As with many blog posts, the comments are very interesting. Here are some highlights.
Excellent article. As a lawyer, there’s only so much wordsmithing I can do in the financing documents to protect founders from their own promises that reflect unrealistic assumptions. Of course most financing rounds never lead to litigation, but if things crash and burn, and finger-pointing and recriminations ensue, I’d rather not have excessively rosy five-year financial plans floating around as Exhibit A for the plaintiffs’ lawyers.
I think bootstrapping is very important for both entrepreneurs and for the VC’s. In my experience, the only way to have a meaningful conversation with VC’s is when we are already shipping products. I usually don’t even prepare a separate PowerPoint presentation. Instead I start the company by saying, “Let me show you how I convince customer ABC to buy our product”. Life is good after that.
GK The pertinence of forward looking sales projections depends on the stage of the business. If you raise capital from investors who pretend not to understand this, you will be setup for financial incongruity.

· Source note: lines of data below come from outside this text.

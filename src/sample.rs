//! # Samples
//!
//! The unit of data this crate captures and uploads: one position plus the
//! instant the platform took the fix.
//!
//! ## Timestamp encoding
//!
//! Timestamps are stored as fixed-width UTC strings with millisecond
//! precision, e.g. `2024-01-01T00:01:00.000Z`. Every timestamp has the same
//! width and field order, so comparing two of them as strings gives the same
//! answer as comparing the instants. Trimming acknowledged samples depends on
//! this, so the encoder refuses anything it cannot render in that shape
//! (years outside 0000..=9999).

use chrono::{DateTime, Datelike, Utc};
use serde::{Deserialize, Serialize};

use crate::error::{Result, TrackerError};

/// `strftime` pattern for sample timestamps
pub const TIMESTAMP_FORMAT: &str = "%Y-%m-%dT%H:%M:%S%.3fZ";

/// Length of every encoded timestamp (`YYYY-MM-DDTHH:MM:SS.mmmZ`)
pub const TIMESTAMP_LEN: usize = 24;

/// One captured position.
///
/// Field names on the wire are `lat`, `long` and `time`; the same shape is
/// used for the persisted buffer and the upload body.
#[derive(Debug, Clone, PartialEq, Serialize, Deserialize)]
pub struct Sample {
    #[serde(rename = "lat")]
    pub latitude: f64,

    #[serde(rename = "long")]
    pub longitude: f64,

    #[serde(rename = "time")]
    pub timestamp: String,
}

impl Sample {
    pub fn new(latitude: f64, longitude: f64, timestamp: impl Into<String>) -> Self {
        Self {
            latitude,
            longitude,
            timestamp: timestamp.into(),
        }
    }
}

/// Raw position fix as reported by the positioning collaborator.
#[derive(Debug, Clone, Copy, PartialEq, Deserialize)]
pub struct Fix {
    pub latitude: f64,
    pub longitude: f64,
    /// Fix time in milliseconds since the Unix epoch
    pub time_ms: i64,
}

impl Fix {
    pub fn new(latitude: f64, longitude: f64, time_ms: i64) -> Self {
        Self {
            latitude,
            longitude,
            time_ms,
        }
    }

    /// Convert the fix into a sample, validating coordinates and time.
    ///
    /// # Errors
    ///
    /// Returns `MalformedFix` if a coordinate is non-finite or out of range,
    /// or if the fix time cannot be encoded.
    pub fn to_sample(&self) -> Result<Sample> {
        if !self.latitude.is_finite() || !(-90.0..=90.0).contains(&self.latitude) {
            return Err(TrackerError::MalformedFix(format!(
                "latitude {} out of range",
                self.latitude
            )));
        }
        if !self.longitude.is_finite() || !(-180.0..=180.0).contains(&self.longitude) {
            return Err(TrackerError::MalformedFix(format!(
                "longitude {} out of range",
                self.longitude
            )));
        }

        Ok(Sample::new(
            self.latitude,
            self.longitude,
            encode_timestamp(self.time_ms)?,
        ))
    }
}

/// Encode milliseconds since the Unix epoch as a sortable UTC timestamp.
///
/// # Examples
///
/// ```
/// use geo_tracker::sample::encode_timestamp;
///
/// assert_eq!(encode_timestamp(0).unwrap(), "1970-01-01T00:00:00.000Z");
/// assert_eq!(encode_timestamp(1_704_067_260_000).unwrap(), "2024-01-01T00:01:00.000Z");
/// ```
pub fn encode_timestamp(time_ms: i64) -> Result<String> {
    let instant = DateTime::<Utc>::from_timestamp_millis(time_ms).ok_or_else(|| {
        TrackerError::MalformedFix(format!("fix time {} ms is out of range", time_ms))
    })?;

    if !(0..=9999).contains(&instant.year()) {
        return Err(TrackerError::MalformedFix(format!(
            "fix time {} ms has year {} which cannot be encoded",
            time_ms,
            instant.year()
        )));
    }

    Ok(instant.format(TIMESTAMP_FORMAT).to_string())
}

Consider 5 distinct business stages:
2. Build Product
3. Early-Adopter Success
4. Repeatable Sales
5. Scale the business
In (1,2) sales projections are useless, the time to prepare them is wasted effort.

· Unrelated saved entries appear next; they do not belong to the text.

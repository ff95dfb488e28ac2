//! # Storage Module
//!
//! Local persistence for the tracker.
//!
//! This module handles:
//! - A durable string key/value store (one file per key)
//! - Typed access to the persisted keys (`locations`, `tracker-id`, `tracking-enabled`)
//! - The append-only sample buffer with prefix trimming

pub mod kv;
pub mod prefs;
pub mod sample_store;

pub use kv::{FileStore, KeyValueStore};
pub use prefs::TrackerPrefs;
pub use sample_store::SampleStore;
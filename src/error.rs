//! # Error Types
//!
//! Custom error types for Geo Tracker using `thiserror`.

use thiserror::Error;

/// Main error type for Geo Tracker
#[derive(Debug, Error)]
pub enum TrackerError {
    /// Configuration errors
    #[error("Configuration error: {0}")]
    Config(#[from] toml::de::Error),

    /// I/O errors
    #[error("I/O error: {0}")]
    Io(#[from] std::io::Error),

    /// JSON encoding or decoding failed
    #[error("Serialization error: {0}")]
    Serialization(#[from] serde_json::Error),

    /// Transport-level HTTP failure (connect, timeout, TLS)
    #[error("HTTP error: {0}")]
    Http(#[from] reqwest::Error),

    /// The collector answered with something other than 200
    #[error("Server returned status {0}")]
    UnexpectedStatus(u16),

    /// Position fix could not be turned into a sample
    #[error("Malformed fix: {0}")]
    MalformedFix(String),

    /// Key/value store failures
    #[error("Store error: {0}")]
    Store(String),

    /// Upload endpoint is unusable
    #[error("Invalid endpoint: {0}")]
    InvalidEndpoint(String),
}

/// Result type alias for Geo Tracker
pub type Result<T> = std::result::Result<T, TrackerError>;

In (3) sales projections are presumptuous; you have yet to comprehend WHY and HOW the buyer will commit.
In (4) sales projections become essential to internal planning.
Raising capital between stages 3,4, a 1-year plan is valuable, surfacing the right questions/equations within the business, and with potential investors. A 3-5 year plan is chimerical until stage 5 and the shift preceding it.
I saw GK’s comments on Venture Hacks which talk to common sense and reality. We are an early stage software infrastructure startup that has reached the “technology works” phase. I was introduced to two VC’s last week for introductory chats. The first wasn’t interested in knowing about the technology or seeing the demo but was interested in seeing the 3-year business plan. The second wasn’t interested generally about anything but wanted to see the business plan. Barking mad would be the kindest words!